▶ **Work order**: Below are some records. How many of their lines contain the string "this"? Give the number only.

______________________________

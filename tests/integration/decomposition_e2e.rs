//! End-to-end decomposition tests.
//!
//! These tests verify that decomposed tasks build their graphs, walk them
//! with fan-out and join, and leave their records in the one ledger shared
//! by the whole tree.

use std::sync::Arc;
use std::time::Duration;

use serde_json::json;

use taskweave::core::{Decomposition, Ledger, TaskGraph, TaskNode, DONE, RUNNING};

use crate::fixtures::{engine, entry, payload, position, root_task, ScriptedOracle};

/// Test: Parallel successors
/// Given a decomposition where `R` fans out to `S1` and `S2`, both ending at `END`
/// When the root task resolves
/// Then both branches are recorded before the single `DONE` record
#[tokio::test]
async fn test_parallel_successors_join_before_done() {
    let oracle = Arc::new(
        ScriptedOracle::new()
            .decompose(
                "root",
                payload(
                    &["R", "S1", "S2", "END"],
                    &[("R", "S1"), ("R", "S2"), ("S1", "END"), ("S2", "END")],
                ),
            )
            .answer("R", "r")
            .answer("S1", "s1")
            .answer("S2", "s2")
            .delay("S1", Duration::from_millis(30)),
    );

    let resolution = engine(&oracle)
        .resolve(root_task("root", "problem"))
        .await
        .unwrap();
    let ledger = &resolution.ledger;

    let done = position(ledger, "root").unwrap();
    let s1 = position(ledger, "S1").unwrap();
    let s2 = position(ledger, "S2").unwrap();
    assert!(s1 < done && s2 < done, "ledger: {:?}", ledger);
    assert_eq!(ledger[done], entry("root", DONE));
    assert_eq!(done, ledger.len() - 1);
    assert_eq!(
        ledger.iter().filter(|e| e.value == DONE).count(),
        1,
        "one DONE record per graph"
    );

    assert_eq!(&ledger[..3], &[
        entry("problem", RUNNING),
        entry("Solve the problem", RUNNING),
        entry("R", "r"),
    ]);
    assert_eq!(resolution.answer(), Some(&json!(DONE)));
    assert_eq!(resolution.stats.graphs_built, 1);
    assert_eq!(resolution.stats.oracle_calls, 4);
}

#[tokio::test]
async fn test_parallel_branches_run_concurrently() {
    let oracle = Arc::new(
        ScriptedOracle::new()
            .decompose(
                "root",
                payload(
                    &["S1", "S2", "END", "R"],
                    &[("R", "S1"), ("R", "S2"), ("S1", "END"), ("S2", "END")],
                ),
            )
            .answer("R", "r")
            .answer("S1", "s1")
            .answer("S2", "s2")
            .delay("S1", Duration::from_millis(200))
            .delay("S2", Duration::from_millis(200)),
    );

    let started = std::time::Instant::now();
    engine(&oracle)
        .resolve(root_task("root", "problem"))
        .await
        .unwrap();
    assert!(
        started.elapsed() < Duration::from_millis(390),
        "branches should overlap, took {:?}",
        started.elapsed()
    );
}

/// Test: Nested decomposition
/// Given a root that decomposes into `sub`, which decomposes again
/// When the root task resolves
/// Then every level appends RUNNING and DONE markers to the same ledger
#[tokio::test]
async fn test_nested_decomposition_shares_ledger() {
    let oracle = Arc::new(
        ScriptedOracle::new()
            .decompose("root", payload(&["sub", "END"], &[("sub", "END")]))
            .decompose("sub", payload(&["leaf", "END"], &[("leaf", "END")]))
            .answer("leaf", "v"),
    );
    let root = root_task("root", "problem");
    let ledger = root.ledger().clone();

    let resolution = engine(&oracle).resolve(root).await.unwrap();

    assert_eq!(
        resolution.ledger,
        vec![
            entry("problem", RUNNING),
            entry("Solve the problem", RUNNING),
            entry("sub", RUNNING),
            entry("leaf", "v"),
            entry("sub", DONE),
            entry("root", DONE),
        ]
    );
    assert_eq!(ledger.snapshot(), resolution.ledger);
    assert_eq!(resolution.stats.graphs_built, 2);
    assert_eq!(resolution.stats.oracle_calls, 3);
    assert_eq!(resolution.stats.visits, 4);
}

#[tokio::test]
async fn test_leaf_prompt_sees_earlier_records() {
    let oracle = Arc::new(
        ScriptedOracle::new()
            .decompose("root", payload(&["a", "b", "END"], &[("a", "b"), ("b", "END")]))
            .answer("a", 2)
            .answer("b", 4),
    );
    engine(&oracle)
        .resolve(root_task("root", "double it"))
        .await
        .unwrap();

    let calls = oracle.calls();
    let b_prompt = &calls.iter().find(|c| c.task == "b").unwrap().prompt;
    assert!(b_prompt.contains("Id: a\n\tReturn Value: 2"));
    assert!(b_prompt.contains("GOAL\nb\n"));
}

#[tokio::test]
async fn test_declared_start_skips_earlier_nodes() {
    let mut decomposition = payload(&["a", "b", "END"], &[("a", "b"), ("b", "END")]);
    decomposition["start"] = json!("b");
    let oracle = Arc::new(
        ScriptedOracle::new()
            .decompose("root", decomposition)
            .answer("b", "only b"),
    );

    let resolution = engine(&oracle)
        .resolve(root_task("root", "problem"))
        .await
        .unwrap();

    assert_eq!(oracle.calls_for("a"), 0);
    assert!(position(&resolution.ledger, "b").is_some());
    assert!(position(&resolution.ledger, "a").is_none());
}

#[tokio::test]
async fn test_done_marker_ends_graph() {
    let oracle = Arc::new(
        ScriptedOracle::new()
            .decompose("root", payload(&["a", "DONE"], &[("a", "DONE")]))
            .answer("a", 1),
    );
    let resolution = engine(&oracle)
        .resolve(root_task("root", "problem"))
        .await
        .unwrap();
    assert_eq!(resolution.ledger.last(), Some(&entry("root", DONE)));
}

/// Test: Direct graph execution
/// Given a graph built from a decomposition outside any run
/// When it is executed
/// Then the returned snapshot ends with the DONE record of its parent
#[tokio::test]
async fn test_execute_graph_directly() {
    let oracle = Arc::new(
        ScriptedOracle::new()
            .answer("n1", "first")
            .answer("n2", "second"),
    );
    let parent = TaskNode::new("plan", "Plan it", Ledger::seeded("problem", RUNNING));
    let decomposition: Decomposition = serde_json::from_value(payload(
        &["n1", "n2", "END"],
        &[("n1", "n2"), ("n2", "END")],
    ))
    .unwrap();
    let graph = TaskGraph::from_decomposition(&decomposition, &parent).unwrap();

    let snapshot = graph.execute(&engine(&oracle)).await.unwrap();

    assert_eq!(
        snapshot,
        vec![
            entry("problem", RUNNING),
            entry("Plan it", RUNNING),
            entry("n1", "first"),
            entry("n2", "second"),
            entry("plan", DONE),
        ]
    );
    assert_eq!(parent.ledger().snapshot(), snapshot);
}

#[tokio::test]
async fn test_graph_without_reachable_end_completes() {
    let oracle = Arc::new(
        ScriptedOracle::new()
            .decompose("root", payload(&["a", "b", "END"], &[("a", "b")]))
            .answer("a", 1)
            .answer("b", 2),
    );
    let resolution = engine(&oracle)
        .resolve(root_task("root", "problem"))
        .await
        .unwrap();

    assert_eq!(resolution.answer(), Some(&json!(DONE)));
    assert!(
        resolution.ledger.iter().all(|e| e.value != DONE),
        "no DONE record when the end marker is never reached"
    );
}
//! Boundary to the external reasoning service.
//!
//! The engine only ever talks to a [`ReasoningOracle`]: it sends a role,
//! a prompt and the output shape it expects, and decodes the structured
//! result once into a [`Verdict`].

mod claude;
mod extract;
mod verdict;

pub use claude::ClaudeOracle;
pub use extract::{extract_code, extract_json};
pub use verdict::Verdict;

use crate::error::Result;
use async_trait::async_trait;
use serde::{Deserialize, Serialize};
use serde_json::Value;

/// Output shape requested from the oracle.
#[derive(Debug, Clone, Copy, PartialEq, Eq, Serialize, Deserialize)]
#[serde(rename_all = "snake_case")]
pub enum OutputShape {
    FreeText,
    StructuredJson,
    CodeBlock,
}

/// System context the oracle answers under.
#[derive(Debug, Clone, Copy, PartialEq, Eq, Default, Serialize, Deserialize)]
#[serde(rename_all = "snake_case")]
pub enum SystemRole {
    #[default]
    Planner,
    Empty,
}

impl SystemRole {
    /// The system message sent with the prompt.
    pub fn message(&self) -> &'static str {
        match self {
            SystemRole::Planner => "You are an expert on the following topics: Planning, Algorithms, Diagrams, Logic, Problem Solving, High-Level Thinking.",
            SystemRole::Empty => "",
        }
    }
}

/// A single completion request.
#[derive(Debug, Clone, PartialEq)]
pub struct OracleRequest {
    /// Task on whose behalf the request is made.
    pub task: String,
    pub role: SystemRole,
    pub prompt: String,
    pub shape: OutputShape,
}

impl OracleRequest {
    pub fn new(task: &str, role: SystemRole, prompt: String, shape: OutputShape) -> Self {
        Self {
            task: task.to_string(),
            role,
            prompt,
            shape,
        }
    }
}

/// A completion, already shaped as requested.
#[derive(Debug, Clone, PartialEq)]
pub enum OracleResponse {
    /// Free text.
    Text(String),
    /// Parsed JSON, or `None` when the text was not valid JSON.
    Structured { value: Option<Value>, raw: String },
    /// Extracted fenced code, plus the full completion.
    Code { code: Option<String>, raw: String },
}

impl OracleResponse {
    /// Shape raw completion text into the requested form.
    pub fn shape(raw: String, shape: OutputShape) -> Self {
        match shape {
            OutputShape::FreeText => OracleResponse::Text(raw),
            OutputShape::StructuredJson => OracleResponse::Structured {
                value: extract_json(&raw),
                raw,
            },
            OutputShape::CodeBlock => OracleResponse::Code {
                code: extract_code(&raw, "python"),
                raw,
            },
        }
    }

    /// The unprocessed completion text.
    pub fn raw(&self) -> &str {
        match self {
            OracleResponse::Text(raw)
            | OracleResponse::Structured { raw, .. }
            | OracleResponse::Code { raw, .. } => raw,
        }
    }
}

/// An external service that completes prompts.
#[async_trait]
pub trait ReasoningOracle: Send + Sync {
    /// Complete one request in the requested output shape.
    async fn complete(&self, request: &OracleRequest) -> Result<OracleResponse>;
}
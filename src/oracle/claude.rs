//! Oracle backed by the Claude Code CLI in headless mode.
//!
//! Each request runs `claude -p <prompt> --output-format json`, reads the
//! JSON envelope the CLI prints and shapes the completion text as the
//! request asked.

use crate::error::{Error, Result};
use crate::oracle::{OracleRequest, OracleResponse, ReasoningOracle};
use crate::util::bounded;
use crate::{twlog_debug, twlog_trace};
use async_trait::async_trait;
use serde::Deserialize;
use std::path::{Path, PathBuf};
use std::time::Duration;
use tokio::process::Command;

/// Envelope printed by `claude --output-format json`.
#[derive(Debug, Deserialize)]
struct RawClaudeResponse {
    subtype: Option<String>,
    result: Option<String>,
    #[serde(default)]
    is_error: bool,
    #[serde(default)]
    error: Option<String>,
}

/// Reasoning oracle that shells out to the `claude` binary.
///
/// # Example
///
/// ```ignore
/// use std::sync::Arc;
/// use taskweave::oracle::ClaudeOracle;
/// use taskweave::orchestration::Engine;
///
/// let oracle = ClaudeOracle::new()?.with_model("sonnet");
/// let engine = Engine::new(Arc::new(oracle));
/// ```
#[derive(Debug, Clone)]
pub struct ClaudeOracle {
    binary: PathBuf,
    model: Option<String>,
    /// Extra bound on the process itself. The engine's oracle timeout
    /// already covers every call, so this is unset by default.
    timeout: Option<Duration>,
}

impl ClaudeOracle {
    /// Locate `claude` on the PATH.
    ///
    /// # Errors
    ///
    /// Returns `OracleBinaryNotFound` if the binary cannot be found.
    pub fn new() -> Result<Self> {
        Self::from_command("claude")
    }

    /// Locate a named command (or path) to use as the CLI.
    pub fn from_command(command: &str) -> Result<Self> {
        let binary = which::which(command).map_err(|_| Error::OracleBinaryNotFound)?;
        Ok(Self::with_binary(binary))
    }

    /// Use a specific binary path without checking that it exists.
    pub fn with_binary(binary: PathBuf) -> Self {
        Self {
            binary,
            model: None,
            timeout: None,
        }
    }

    pub fn with_model(mut self, model: &str) -> Self {
        self.model = Some(model.to_string());
        self
    }

    pub fn with_timeout(mut self, timeout: Duration) -> Self {
        self.timeout = Some(timeout);
        self
    }

    pub fn binary(&self) -> &Path {
        &self.binary
    }

    pub fn model(&self) -> Option<&str> {
        self.model.as_deref()
    }

    pub fn timeout(&self) -> Option<Duration> {
        self.timeout
    }

    fn command(&self, request: &OracleRequest) -> Command {
        let mut command = Command::new(&self.binary);
        command
            .arg("-p")
            .arg(&request.prompt)
            .arg("--output-format")
            .arg("json")
            .kill_on_drop(true);

        let system = request.role.message();
        if !system.is_empty() {
            command.arg("--append-system-prompt").arg(system);
        }
        if let Some(model) = &self.model {
            command.arg("--model").arg(model);
        }
        command
    }

    /// Pull the completion text out of the CLI's JSON envelope.
    ///
    /// Output that is not an envelope is returned trimmed as-is.
    pub fn parse_envelope(stdout: &str) -> Result<String> {
        let raw: RawClaudeResponse = match serde_json::from_str(stdout.trim()) {
            Ok(raw) => raw,
            Err(_) => return Ok(stdout.trim().to_string()),
        };
        if raw.subtype.is_none() && raw.result.is_none() && raw.error.is_none() {
            return Ok(stdout.trim().to_string());
        }

        let failed = raw.is_error || raw.subtype.as_deref().is_some_and(|s| s.starts_with("error"));
        if failed || (raw.result.is_none() && raw.error.is_some()) {
            let message = raw
                .error
                .or(raw.result)
                .unwrap_or_else(|| "Unknown error".to_string());
            return Err(Error::Oracle(message));
        }

        raw.result
            .ok_or_else(|| Error::Oracle("Unknown response format".to_string()))
    }
}

#[async_trait]
impl ReasoningOracle for ClaudeOracle {
    async fn complete(&self, request: &OracleRequest) -> Result<OracleResponse> {
        twlog_debug!("ClaudeOracle: request for '{}' ({:?})", request.task, request.shape);
        twlog_trace!("ClaudeOracle prompt:\n{}", request.prompt);

        let output = bounded(self.timeout, self.command(request).output())
            .await
            .map_err(|after| Error::OracleTimeout {
                task: request.task.clone(),
                after,
            })?
            .map_err(Error::Io)?;

        let stdout = String::from_utf8_lossy(&output.stdout);
        if !output.status.success() && stdout.trim().is_empty() {
            let stderr = String::from_utf8_lossy(&output.stderr);
            let message = if stderr.trim().is_empty() {
                format!(
                    "Claude execution failed with exit code {}",
                    output.status.code().unwrap_or(-1)
                )
            } else {
                stderr.trim().to_string()
            };
            return Err(Error::Oracle(message));
        }

        let text = Self::parse_envelope(&stdout)?;
        twlog_trace!("ClaudeOracle completion for '{}':\n{}", request.task, text);
        Ok(OracleResponse::shape(text, request.shape))
    }
}
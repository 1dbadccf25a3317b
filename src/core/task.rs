//! Task node data model.
//!
//! A task node is a unit of goal-directed work. When resolved it either
//! answers its goal directly or spawns a child graph that decomposes it.

use crate::core::decomposition::NodeSpec;
use crate::core::ledger::Ledger;
use crate::error::Result;
use crate::oracle::SystemRole;
use crate::orchestration::{Engine, Resolution};
use serde::{Deserialize, Serialize};
use serde_json::Value;

/// Node names that mark the terminal task of a graph.
pub const END_MARKERS: [&str; 2] = ["END", "DONE"];

/// Check whether a task name is an end marker.
pub fn is_end_marker(name: &str) -> bool {
    END_MARKERS.contains(&name)
}

/// How a task should be approached by the oracle.
#[derive(Debug, Clone, Copy, PartialEq, Eq, Default, Serialize, Deserialize)]
#[serde(rename_all = "snake_case")]
pub enum ReasoningHint {
    /// The oracle decides between answering and decomposing.
    #[default]
    Unset,
    /// The oracle must answer directly.
    Direct,
    /// The oracle must produce a decomposition.
    Decompose,
}

impl ReasoningHint {
    /// Parse the `type` field of a decomposition node.
    ///
    /// Accepts `direct`/`decompose` as well as the `type I`/`type II`
    /// spelling; anything else leaves the choice to the oracle.
    pub fn parse(kind: Option<&str>) -> Self {
        let normalized = match kind {
            Some(kind) => kind.trim().to_lowercase().replace(['_', '-'], " "),
            None => return Self::Unset,
        };
        match normalized.as_str() {
            "direct" | "type i" => Self::Direct,
            "decompose" | "type ii" => Self::Decompose,
            _ => Self::Unset,
        }
    }
}

impl std::fmt::Display for ReasoningHint {
    fn fmt(&self, f: &mut std::fmt::Formatter<'_>) -> std::fmt::Result {
        match self {
            ReasoningHint::Unset => write!(f, "unset"),
            ReasoningHint::Direct => write!(f, "direct"),
            ReasoningHint::Decompose => write!(f, "decompose"),
        }
    }
}

/// A single task in a decomposition tree.
#[derive(Debug, Clone)]
pub struct TaskNode {
    /// Human-readable name, unique within the owning graph.
    pub name: String,
    /// System context the oracle is asked under.
    pub role: SystemRole,
    /// Reasoning hint selecting the prompt instruction.
    pub hint: ReasoningHint,
    /// Longer description of the goal.
    pub description: String,
    /// The goal this task must achieve.
    pub goal: String,
    /// Whether exactly one successor is picked after this task.
    pub conditional: bool,
    /// Name of the task that decomposed into this one.
    pub parent: Option<String>,
    /// Resolved result, absent until the task resolves.
    pub output: Option<Value>,
    ledger: Ledger,
}

impl TaskNode {
    /// Create a root task with the planner role and no hint.
    pub fn new(name: &str, goal: &str, ledger: Ledger) -> Self {
        Self {
            name: name.to_string(),
            role: SystemRole::Planner,
            hint: ReasoningHint::Unset,
            description: String::new(),
            goal: goal.to_string(),
            conditional: false,
            parent: None,
            output: None,
            ledger,
        }
    }

    /// Build the node a decomposition declares under `parent`.
    ///
    /// The child shares the parent's ledger and system role.
    pub fn child_of(parent: &TaskNode, spec: &NodeSpec) -> Self {
        Self {
            name: spec.id.clone(),
            role: parent.role,
            hint: ReasoningHint::parse(spec.kind.as_deref()),
            description: spec.description.clone(),
            goal: spec.id.clone(),
            conditional: spec.is_conditional(),
            parent: Some(parent.name.clone()),
            output: None,
            ledger: parent.ledger.clone(),
        }
    }

    pub fn with_description(mut self, description: &str) -> Self {
        self.description = description.to_string();
        self
    }

    pub fn with_hint(mut self, hint: ReasoningHint) -> Self {
        self.hint = hint;
        self
    }

    pub fn with_role(mut self, role: SystemRole) -> Self {
        self.role = role;
        self
    }

    pub fn with_parent(mut self, parent: &str) -> Self {
        self.parent = Some(parent.to_string());
        self
    }

    pub fn conditional(mut self) -> Self {
        self.conditional = true;
        self
    }

    /// The ledger this task reads and appends to.
    pub fn ledger(&self) -> &Ledger {
        &self.ledger
    }

    pub fn is_end_marker(&self) -> bool {
        is_end_marker(&self.name)
    }

    pub fn is_resolved(&self) -> bool {
        self.output.is_some()
    }

    /// Resolve this task with `engine`, consuming it.
    pub async fn resolve(self, engine: &Engine) -> Result<Resolution> {
        engine.resolve(self).await
    }
}
//! The shared, append-only state ledger.
//!
//! Every task in a decomposition tree holds a handle to the same ledger.
//! Handles are cheap clones over one storage; appends are serialized by a
//! mutex and records are never changed or removed once written.

use serde::ser::SerializeMap;
use serde::{Serialize, Serializer};
use serde_json::Value;
use std::sync::{Arc, Mutex, MutexGuard};

/// Marker value recorded when a goal starts being decomposed.
pub const RUNNING: &str = "RUNNING";

/// Marker value recorded when a graph reaches its end marker.
pub const DONE: &str = "DONE";

/// A single `{task: value}` record.
#[derive(Debug, Clone, PartialEq)]
pub struct LedgerEntry {
    /// Name of the task (or goal) the record belongs to.
    pub task: String,
    /// The recorded result.
    pub value: Value,
}

impl LedgerEntry {
    pub fn new(task: impl Into<String>, value: impl Into<Value>) -> Self {
        Self {
            task: task.into(),
            value: value.into(),
        }
    }

    /// Render the value for prompts: strings verbatim, everything else as JSON.
    pub fn display_value(&self) -> String {
        match &self.value {
            Value::String(s) => s.clone(),
            other => other.to_string(),
        }
    }
}

impl Serialize for LedgerEntry {
    fn serialize<S: Serializer>(&self, serializer: S) -> std::result::Result<S::Ok, S::Error> {
        let mut map = serializer.serialize_map(Some(1))?;
        map.serialize_entry(&self.task, &self.value)?;
        map.end()
    }
}

/// Handle to a shared ledger.
#[derive(Debug, Clone, Default)]
pub struct Ledger {
    entries: Arc<Mutex<Vec<LedgerEntry>>>,
}

impl Ledger {
    pub fn new() -> Self {
        Self::default()
    }

    /// Create a ledger holding one seed record.
    pub fn seeded(task: impl Into<String>, value: impl Into<Value>) -> Self {
        let ledger = Self::new();
        ledger.append(task, value);
        ledger
    }

    fn lock(&self) -> MutexGuard<'_, Vec<LedgerEntry>> {
        // Appends never leave the vector half-written, so a poisoned lock is still usable.
        self.entries.lock().unwrap_or_else(|poisoned| poisoned.into_inner())
    }

    /// Append a record and return its position.
    pub fn append(&self, task: impl Into<String>, value: impl Into<Value>) -> usize {
        let mut entries = self.lock();
        entries.push(LedgerEntry::new(task, value));
        entries.len() - 1
    }

    pub fn len(&self) -> usize {
        self.lock().len()
    }

    pub fn is_empty(&self) -> bool {
        self.lock().is_empty()
    }

    pub fn last(&self) -> Option<LedgerEntry> {
        self.lock().last().cloned()
    }

    /// Copy of every record in append order.
    pub fn snapshot(&self) -> Vec<LedgerEntry> {
        self.lock().clone()
    }

    /// True when both handles point at the same storage.
    pub fn shares_with(&self, other: &Ledger) -> bool {
        Arc::ptr_eq(&self.entries, &other.entries)
    }

    /// Human-readable history, one step per record.
    pub fn transcript(&self) -> String {
        format_transcript(&self.lock())
    }
}

/// Format records as the step history shown to the oracle.
pub fn format_transcript(entries: &[LedgerEntry]) -> String {
    entries
        .iter()
        .enumerate()
        .map(|(index, entry)| {
            format!(
                "Step #{}:\n\tId: {}\n\tReturn Value: {}",
                index,
                entry.task,
                entry.display_value()
            )
        })
        .collect::<Vec<_>>()
        .join("\n")
}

______________________________

▶ **Result**: 6